Cell‐cell interactions in the process of differentiation of thyroid epithelial cells into follicles: A study by microinjection and fluorescence microscopy on in vitro reconstituted thyroid follicles

AbstractThyroid cells, cultured in the presence of thyroid stimulating hormone, reorganized within 36–48 hr into follicular structures, the in vitro reconstituted thyroid follicles or RTF. By microinjection of fluorescent probes either into the neoformed intrafollicular lumen (IL) or into cells forming the follicles, we have studied the development and some functional properties of cell‐cell contacts involved in (a) the formation of the thyroid follicular lumen and (b) the communication between thyrocytes within the follicle.

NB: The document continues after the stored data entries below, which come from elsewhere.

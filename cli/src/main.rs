mod parser;
mod report;
mod writer;

use std::fs;
use std::path::PathBuf;

use anyhow::Context;
use fm::{Config, Partitioner};
use structopt::StructOpt;

/// A Fiduccia-Mattheyses hypergraph bipartitioner.
#[derive(Debug, StructOpt)]
struct Args {
    /// Path to the input netlist file.
    input_path: PathBuf,
    /// Path to write the partition result to.
    output_path: PathBuf,
    /// Raise the log level; pass more than once for more detail.
    #[structopt(short, long, parse(from_occurrences))]
    verbose: u8,
    /// Suppress the per-pass progress report (the final summary still prints).
    #[structopt(short, long)]
    quiet: bool,
}

fn main() {
    let args = Args::from_args();
    let level = match args.verbose {
        0 => log::LevelFilter::Info,
        1 => log::LevelFilter::Debug,
        _ => log::LevelFilter::Trace,
    };
    simple_logger::SimpleLogger::new()
        .with_level(level)
        .init()
        .expect("only one logger is ever installed");

    if let Err(err) = run(args) {
        eprintln!("{err:?}");
        std::process::exit(1);
    }
}

fn run(args: Args) -> anyhow::Result<()> {
    let input = fs::read_to_string(&args.input_path)
        .with_context(|| format!("failed to read {}", args.input_path.display()))?;
    let parsed = parser::parse(&input)
        .with_context(|| format!("failed to parse {}", args.input_path.display()))?;

    let cell_num = parsed.netlist.cell_num();
    let net_num = parsed.netlist.net_num();

    let mut partitioner = Partitioner::new(parsed.netlist, Config::new(parsed.balance_factor));
    let result = partitioner.run(|pass_report| report::print_pass(pass_report, args.quiet));
    report::print_summary(&result, cell_num, net_num);

    let rendered = writer::render(partitioner.netlist(), result.cut_size);
    fs::write(&args.output_path, rendered)
        .with_context(|| format!("failed to write {}", args.output_path.display()))?;

    Ok(())
}
//! A hand-written tokenizer for the netlist text format.
//!
//! The format has exactly one production rule (`NET name cell+ ;`), so a whitespace-splitting
//! tokenizer is all it needs; pulling in a parser-combinator crate for this would be
//! disproportionate.

use std::fmt;

use fm::{BuildError, NetlistBuilder};

/// Everything that can go wrong while reading a netlist file, short of the I/O itself.
#[derive(Debug, Clone, PartialEq, Eq)]
pub enum ParseError {
    /// The file was empty, or its first token wasn't parseable at all.
    MissingBalanceFactor,
    /// The first token parsed, but not as a number in `(0, 1)`.
    InvalidBalanceFactor(String),
    /// A `NET` record ran out of tokens before a terminating `;`.
    UnterminatedNet { net_name: String },
    /// A `NET` record had no distinct cells after deduplication.
    EmptyNet { net_name: String },
    /// Two `NET` records used the same name.
    DuplicateNetName(String),
}

impl fmt::Display for ParseError {
    fn fmt(&self, f: &mut fmt::Formatter<'_>) -> fmt::Result {
        match self {
            ParseError::MissingBalanceFactor => {
                write!(f, "input is missing the leading balance factor")
            }
            ParseError::InvalidBalanceFactor(tok) => {
                write!(f, "balance factor {tok:?} is not a number in (0, 1)")
            }
            ParseError::UnterminatedNet { net_name } => {
                write!(f, "net {net_name:?} is missing its terminating `;`")
            }
            ParseError::EmptyNet { net_name } => write!(f, "net {net_name:?} has no cells"),
            ParseError::DuplicateNetName(name) => write!(f, "duplicate net name {name:?}"),
        }
    }
}

impl std::error::Error for ParseError {}

impl From<BuildError> for ParseError {
    fn from(err: BuildError) -> Self {
        match err {
            BuildError::EmptyNet { net_name } => ParseError::EmptyNet { net_name },
            BuildError::DuplicateNetName(name) => ParseError::DuplicateNetName(name),
        }
    }
}

/// The result of parsing a whole netlist file: the balance factor and the netlist itself, ready
/// to be handed to [`fm::Partitioner::new`].
pub struct ParsedInput {
    pub balance_factor: f64,
    pub netlist: fm::Netlist,
}

/// Parses a complete netlist file from its text contents.
pub fn parse(input: &str) -> Result<ParsedInput, ParseError> {
    let mut tokens = input.split_whitespace();

    let balance_factor = parse_balance_factor(tokens.next())?;

    let mut builder = NetlistBuilder::new();
    loop {
        let Some(keyword) = tokens.next() else {
            break;
        };
        if keyword != "NET" {
            // Anything other than `NET` or end-of-input is ill-formed; treat a stray token as
            // the start of an unterminated record sharing its own text as the name, which still
            // surfaces a useful message.
            return Err(ParseError::UnterminatedNet {
                net_name: keyword.to_owned(),
            });
        }
        let net_name = tokens
            .next()
            .ok_or_else(|| ParseError::UnterminatedNet {
                net_name: String::new(),
            })?
            .to_owned();

        let mut cell_names: Vec<String> = Vec::new();
        let mut terminated = false;
        for tok in tokens.by_ref() {
            if tok == ";" {
                terminated = true;
                break;
            }
            cell_names.push(tok.to_owned());
        }
        if !terminated {
            return Err(ParseError::UnterminatedNet { net_name });
        }

        builder.add_net(net_name, &cell_names)?;
    }

    Ok(ParsedInput {
        balance_factor,
        netlist: builder.finish(),
    })
}

fn parse_balance_factor(tok: Option<&str>) -> Result<f64, ParseError> {
    let tok = tok.ok_or(ParseError::MissingBalanceFactor)?;
    let value: f64 = tok
        .parse()
        .map_err(|_| ParseError::InvalidBalanceFactor(tok.to_owned()))?;
    if !(value > 0.0 && value < 1.0) {
        return Err(ParseError::InvalidBalanceFactor(tok.to_owned()));
    }
    Ok(value)
}

#[cfg(test)]
#[path = "tests.rs"]
mod tests;
//! Fiduccia-Mattheyses hypergraph bipartitioning.
//!
//! This crate owns the netlist model, the gain-bucket data structure and the pass engine built
//! on top of it, and the driver that repeats passes to convergence. It does no I/O: an external
//! parser builds a [`Netlist`](netlist::Netlist) via [`NetlistBuilder`](netlist::NetlistBuilder),
//! and an external reporter consumes the [`PartitionResult`](partitioner::PartitionResult) that
//! [`Partitioner::run`](partitioner::Partitioner::run) returns.

#![deny(clippy::all)]

mod buckets;
pub mod ids;
pub mod netlist;
mod pass;
pub mod partitioner;

pub use ids::{CellId, NetId, Part};
pub use netlist::{BuildError, Cell, Net, Netlist, NetlistBuilder};
pub use partitioner::{Config, PartitionResult, Partitioner};
pub use pass::PassReport;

The probes were compounds of either low (Lucifer Yellow: LY) or high molecular weight (Dextran labeled with fluorescein: FITC‐Dextran and Cascade Blue conjugated to bovine serum albumin: CB‐BSA). LY microinjected into IL of 2–9‐day‐old RTF was seen to label circular spaces with a diameter ranging from 10 to 100 μm. The cells delimiting the IL remained unlabeled. The fluorescent dye remained concentrated in IL for up to 24 hr. FITC‐Dextran or CB‐BSA microinjected into IL behaved as LY; the probes were restrained into the iumen. A 2 hr incubation of RTF with iodide induced alterations of the structure of IL; an effect mediated by an organic form of actively trapped iodide. A 15–30 min incubation of RTF in a low CA2+ medium caused the opening of IL visualized by the progressive decrease of the fluorescence of probes preinjected into the lumenal space. The same but more rapid effect was obtained by microinjection of EGTA into the IL. The low Ca2+‐dependent opening of IL was also demonstrated by the release into the medium of thyroglobulin present in IL. Microinjection of LY in a cell involved in the follicle structure led to the rapid labeling of the other cells forming the follicle but LY did not penetrate the IL. Unlike LY, the distribution of FiTC‐Dextran or CB‐BSA injected into cells delimiting the lumen was restricted to the microinjected cells. Alterations of medium or intralumenal Ca2+ concentration which caused the opening of IL did not affect the cell‐to‐cell transfer of LY. By using fluorescent probe microinjection, we show that the in vitro thyrocyte histiotypic differentiation leads to the reconstitution of functional intercellular junctions: tight junctions insuring the tightness of the neoformed lumen and gap junctions mediating the cell‐to‐cell exchange of small molecules. The structure of the thyroid follicles appears to be under the control of both extracellular and intralumenal Ca2+ concentrations.